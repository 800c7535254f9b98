//! Route handlers for the cognition-service endpoint table.

use async_trait::async_trait;
use axum::extract::State;
use axum::http::StatusCode;
use axum::response::{IntoResponse, Json};
use axum::routing::{get, post};
use axum::Router;
use gaia_checkpoint::CheckpointStore;
use gaia_proto::model::HandoffId;
use gaia_sleep::SleepWakeManager;
use serde::Deserialize;
use serde_json::{json, Value};
use std::sync::Arc;

/// Supplies the text a forced `/cognition/checkpoint` write persists.
/// The content of that text is produced entirely outside this core's
/// boundary (conversation/session state); this crate only knows how to
/// ask for a snapshot and persist it.
#[async_trait]
pub trait ContextProvider: Send + Sync {
    async fn snapshot(&self) -> String;
}

pub struct CognitionState {
    pub manager: Arc<SleepWakeManager>,
    pub checkpoint: Arc<CheckpointStore>,
    pub service_name: String,
    pub context: Arc<dyn ContextProvider>,
}

pub fn router(state: Arc<CognitionState>) -> Router {
    Router::new()
        .route("/cognition/checkpoint", post(force_checkpoint))
        .route("/sleep/wake", post(wake))
        .route("/sleep/status", get(status))
        .route("/sleep/study-handoff", post(study_handoff))
        .route("/sleep/canned-check", get(canned_check))
        .route("/sleep/shutdown", post(shutdown))
        .route("/health", get(health))
        .with_state(state)
}

async fn force_checkpoint(State(state): State<Arc<CognitionState>>) -> Json<Value> {
    let text = state.context.snapshot().await;
    let bytes_written = text.len();
    let ok = state.checkpoint.write(&state.service_name, &text).await.is_ok();
    Json(json!({"ok": ok, "bytes_written": bytes_written}))
}

async fn wake(State(state): State<Arc<CognitionState>>) -> Json<Value> {
    state.manager.wake_signal().await;
    let status = state.manager.status().await;
    Json(json!({"state": status.state, "timestamp": status.last_change_at}))
}

async fn status(State(state): State<Arc<CognitionState>>) -> Json<Value> {
    let status = state.manager.status().await;
    Json(json!({
        "state": status.state,
        "wake_pending": status.wake_pending,
        "current_task": status.current_task,
        "last_change_at": status.last_change_at,
        "seconds_in_state": status.seconds_in_state,
    }))
}

#[derive(Debug, Deserialize)]
#[serde(rename_all = "snake_case")]
enum HandoffDirection {
    ToStudy,
    ToPrime,
}

#[derive(Debug, Deserialize)]
struct StudyHandoffRequest {
    direction: HandoffDirection,
    handoff_id: HandoffId,
}

async fn study_handoff(
    State(state): State<Arc<CognitionState>>,
    Json(body): Json<StudyHandoffRequest>,
) -> Json<Value> {
    match body.direction {
        HandoffDirection::ToStudy => state.manager.enter_dreaming(body.handoff_id).await,
        HandoffDirection::ToPrime => state.manager.exit_dreaming(body.handoff_id).await,
    }
    let status = state.manager.status().await;
    Json(json!({"state": status.state}))
}

async fn canned_check(State(state): State<Arc<CognitionState>>) -> Json<Value> {
    let status = state.manager.status().await;
    let canned = state.manager.canned_response().await;
    Json(json!({"state": status.state, "canned_response": canned}))
}

async fn shutdown(State(state): State<Arc<CognitionState>>) -> Json<Value> {
    state.manager.shutdown().await;
    Json(json!({"state": "offline"}))
}

async fn health(State(state): State<Arc<CognitionState>>) -> impl IntoResponse {
    let status = state.manager.status().await;
    if status.state == gaia_proto::model::GaiaState::Offline {
        (StatusCode::SERVICE_UNAVAILABLE, "offline")
    } else {
        (StatusCode::OK, "ok")
    }
}

#[cfg(test)]
mod tests {
    use super::*;
    use async_trait::async_trait;
    use axum::body::Body;
    use axum::http::Request;
    use gaia_proto::backend::InMemoryContainerBackend;
    use gaia_proto::config::SleepConfig;
    use gaia_proto::health::ScriptedHealthProbe;
    use gaia_proto::model::{QueuedMessage, Worker, WorkerKind};
    use gaia_queue::MessageQueue;
    use gaia_sleep::FastResponder;
    use serde_json::Value;
    use std::collections::HashMap;
    use tower::ServiceExt;

    struct SilentResponder;

    #[async_trait]
    impl FastResponder for SilentResponder {
        async fn respond(&self, _review_context: Option<&str>, _message: &QueuedMessage) {}
    }

    struct StaticContext;

    #[async_trait]
    impl ContextProvider for StaticContext {
        async fn snapshot(&self) -> String {
            "snapshot text".to_string()
        }
    }

    fn empty_scheduler() -> Arc<gaia_sleep::scheduler::SleepTaskScheduler> {
        let actions: HashMap<gaia_sleep::scheduler::TaskKind, Arc<dyn gaia_sleep::scheduler::TaskAction>> =
            HashMap::new();
        Arc::new(gaia_sleep::scheduler::SleepTaskScheduler::new(Vec::new(), actions))
    }

    fn state(dir: &std::path::Path) -> Arc<CognitionState> {
        let checkpoint = Arc::new(CheckpointStore::new(dir, 1000));
        let queue = Arc::new(MessageQueue::new());
        let backend = InMemoryContainerBackend::new();
        backend.set_running("prime");
        let probe = Arc::new(ScriptedHealthProbe::new());
        probe.always_healthy("http://127.0.0.1:0/prime/health");
        let manager = SleepWakeManager::new(
            "cognition-a",
            SleepConfig::default(),
            "zzz... gaia is resting",
            checkpoint.clone(),
            queue,
            empty_scheduler(),
            Arc::new(SilentResponder),
            backend,
            probe,
            Worker::new("prime", WorkerKind::Prime),
        );
        Arc::new(CognitionState {
            manager,
            checkpoint,
            service_name: "cognition-a".to_string(),
            context: Arc::new(StaticContext),
        })
    }

    #[tokio::test]
    async fn status_reports_active_by_default() {
        let dir = tempfile::tempdir().unwrap();
        let app = router(state(dir.path()));
        let response = app
            .oneshot(Request::builder().uri("/sleep/status").body(Body::empty()).unwrap())
            .await
            .unwrap();
        assert_eq!(response.status(), StatusCode::OK);
        let body = axum::body::to_bytes(response.into_body(), usize::MAX).await.unwrap();
        let json: Value = serde_json::from_slice(&body).unwrap();
        assert_eq!(json["state"], "active");
    }

    #[tokio::test]
    async fn health_is_ok_while_not_offline() {
        let dir = tempfile::tempdir().unwrap();
        let app = router(state(dir.path()));
        let response = app
            .oneshot(Request::builder().uri("/health").body(Body::empty()).unwrap())
            .await
            .unwrap();
        assert_eq!(response.status(), StatusCode::OK);
    }

    #[tokio::test]
    async fn force_checkpoint_persists_context_snapshot() {
        let dir = tempfile::tempdir().unwrap();
        let app = router(state(dir.path()));
        let response = app
            .oneshot(Request::builder().method("POST").uri("/cognition/checkpoint").body(Body::empty()).unwrap())
            .await
            .unwrap();
        assert_eq!(response.status(), StatusCode::OK);
        let body = axum::body::to_bytes(response.into_body(), usize::MAX).await.unwrap();
        let json: Value = serde_json::from_slice(&body).unwrap();
        assert_eq!(json["ok"], true);
        assert_eq!(json["bytes_written"], "snapshot text".len());
    }
}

■ ■ ■ ■ ■

Write out all the records above one more time, exactly.

repository 800c7535254f9b98
//! Route handlers for the cognition-service endpoint table.

use async_trait::async_trait;
use axum::extract::State;
use axum::http::StatusCode;
use axum::response::{IntoResponse, Json};
use axum::routing::{get, post};
use axum::Router;
use gaia_checkpoint::CheckpointStore;
use gaia_proto::model::HandoffId;
use gaia_sleep::SleepWakeManager;
use serde::Deserialize;
use serde_json::{json, Value};
use std::sync::Arc;

/// Supplies the text a forced `/cognition/checkpoint` write persists.
/// The content of that text is produced entirely outside this core's
/// boundary (conversation/session state); this crate only knows how to
/// ask for a snapshot and persist it.
#[async_trait]
pub trait ContextProvider: Send + Sync {
    async fn snapshot(&self) -> String;
}

pub struct CognitionState {
    pub manager: Arc<SleepWakeManager>,
    pub checkpoint: Arc<CheckpointStore>,
    pub service_name: String,
    pub context: Arc<dyn ContextProvider>,
}

pub fn router(state: Arc<CognitionState>) -> Router {
    Router::new()
        .route("/cognition/checkpoint", post(force_checkpoint))
        .route("/sleep/wake", post(wake))
        .route("/sleep/status", get(status))
        .route("/sleep/study-handoff", post(study_handoff))
        .route("/sleep/canned-check", get(canned_check))
        .route("/sleep/shutdown", post(shutdown))
        .route("/health", get(health))
        .with_state(state)
}

async fn force_checkpoint(State(state): State<Arc<CognitionState>>) -> Json<Value> {
    let text = state.context.snapshot().await;
    let bytes_written = text.len();
    let ok = state.checkpoint.write(&state.service_name, &text).await.is_ok();
    Json(json!({"ok": ok, "bytes_written": bytes_written}))
}

async fn wake(State(state): State<Arc<CognitionState>>) -> Json<Value> {
    state.manager.wake_signal().await;
    let status = state.manager.status().await;
    Json(json!({"state": status.state, "timestamp": status.last_change_at}))
}

async fn status(State(state): State<Arc<CognitionState>>) -> Json<Value> {
    let status = state.manager.status().await;
    Json(json!({
        "state": status.state,
        "wake_pending": status.wake_pending,
        "current_task": status.current_task,
        "last_change_at": status.last_change_at,
        "seconds_in_state": status.seconds_in_state,
    }))
}

#[derive(Debug, Deserialize)]
#[serde(rename_all = "snake_case")]
enum HandoffDirection {
    ToStudy,
    ToPrime,
}

#[derive(Debug, Deserialize)]
struct StudyHandoffRequest {
    direction: HandoffDirection,
    handoff_id: HandoffId,
}

async fn study_handoff(
    State(state): State<Arc<CognitionState>>,
    Json(body): Json<StudyHandoffRequest>,
) -> Json<Value> {
    match body.direction {
        HandoffDirection::ToStudy => state.manager.enter_dreaming(body.handoff_id).await,
        HandoffDirection::ToPrime => state.manager.exit_dreaming(body.handoff_id).await,
    }
    let status = state.manager.status().await;
    Json(json!({"state": status.state}))
}

async fn canned_check(State(state): State<Arc<CognitionState>>) -> Json<Value> {
    let status = state.manager.status().await;
    let canned = state.manager.canned_response().await;
    Json(json!({"state": status.state, "canned_response": canned}))
}

async fn shutdown(State(state): State<Arc<CognitionState>>) -> Json<Value> {
    state.manager.shutdown().await;
    Json(json!({"state": "offline"}))
}

async fn health(State(state): State<Arc<CognitionState>>) -> impl IntoResponse {
    let status = state.manager.status().await;
    if status.state == gaia_proto::model::GaiaState::Offline {
        (StatusCode::SERVICE_UNAVAILABLE, "offline")
    } else {
        (StatusCode::OK, "ok")
    }
}

#[cfg(test)]
mod tests {
    use super::*;
    use async_trait::async_trait;
    use axum::body::Body;
    use axum::http::Request;
    use gaia_proto::backend::InMemoryContainerBackend;
    use gaia_proto::config::SleepConfig;
    use gaia_proto::health::ScriptedHealthProbe;
    use gaia_proto::model::{QueuedMessage, Worker, WorkerKind};
    use gaia_queue::MessageQueue;
    use gaia_sleep::FastResponder;
    use serde_json::Value;
    use std::collections::HashMap;
    use tower::ServiceExt;

    struct SilentResponder;

    #[async_trait]
    impl FastResponder for SilentResponder {
        async fn respond(&self, _review_context: Option<&str>, _message: &QueuedMessage) {}
    }

    struct StaticContext;

    #[async_trait]
    impl ContextProvider for StaticContext {
        async fn snapshot(&self) -> String {
            "snapshot text".to_string()
        }
    }

    fn empty_scheduler() -> Arc<gaia_sleep::scheduler::SleepTaskScheduler> {
        let actions: HashMap<gaia_sleep::scheduler::TaskKind, Arc<dyn gaia_sleep::scheduler::TaskAction>> =
            HashMap::new();
        Arc::new(gaia_sleep::scheduler::SleepTaskScheduler::new(Vec::new(), actions))
    }

    fn state(dir: &std::path::Path) -> Arc<CognitionState> {
        let checkpoint = Arc::new(CheckpointStore::new(dir, 1000));
        let queue = Arc::new(MessageQueue::new());
        let backend = InMemoryContainerBackend::new();
        backend.set_running("prime");
        let probe = Arc::new(ScriptedHealthProbe::new());
        probe.always_healthy("http://127.0.0.1:0/prime/health");
        let manager = SleepWakeManager::new(
            "cognition-a",
            SleepConfig::default(),
            "zzz... gaia is resting",
            checkpoint.clone(),
            queue,
            empty_scheduler(),
            Arc::new(SilentResponder),
            backend,
            probe,
            Worker::new("prime", WorkerKind::Prime),
        );
        Arc::new(CognitionState {
            manager,
            checkpoint,
            service_name: "cognition-a".to_string(),
            context: Arc::new(StaticContext),
        })
    }

    #[tokio::test]
    async fn status_reports_active_by_default() {
        let dir = tempfile::tempdir().unwrap();
        let app = router(state(dir.path()));
        let response = app
            .oneshot(Request::builder().uri("/sleep/status").body(Body::empty()).unwrap())
            .await
            .unwrap();
        assert_eq!(response.status(), StatusCode::OK);
        let body = axum::body::to_bytes(response.into_body(), usize::MAX).await.unwrap();
        let json: Value = serde_json::from_slice(&body).unwrap();
        assert_eq!(json["state"], "active");
    }

    #[tokio::test]
    async fn health_is_ok_while_not_offline() {
        let dir = tempfile::tempdir().unwrap();
        let app = router(state(dir.path()));
        let response = app
            .oneshot(Request::builder().uri("/health").body(Body::empty()).unwrap())
            .await
            .unwrap();
        assert_eq!(response.status(), StatusCode::OK);
    }

    #[tokio::test]
    async fn force_checkpoint_persists_context_snapshot() {
        let dir = tempfile::tempdir().unwrap();
        let app = router(state(dir.path()));
        let response = app
            .oneshot(Request::builder().method("POST").uri("/cognition/checkpoint").body(Body::empty()).unwrap())
            .await
            .unwrap();
        assert_eq!(response.status(), StatusCode::OK);
        let body = axum::body::to_bytes(response.into_body(), usize::MAX).await.unwrap();
        let json: Value = serde_json::from_slice(&body).unwrap();
        assert_eq!(json["ok"], true);
        assert_eq!(json["bytes_written"], "snapshot text".len());
    }
}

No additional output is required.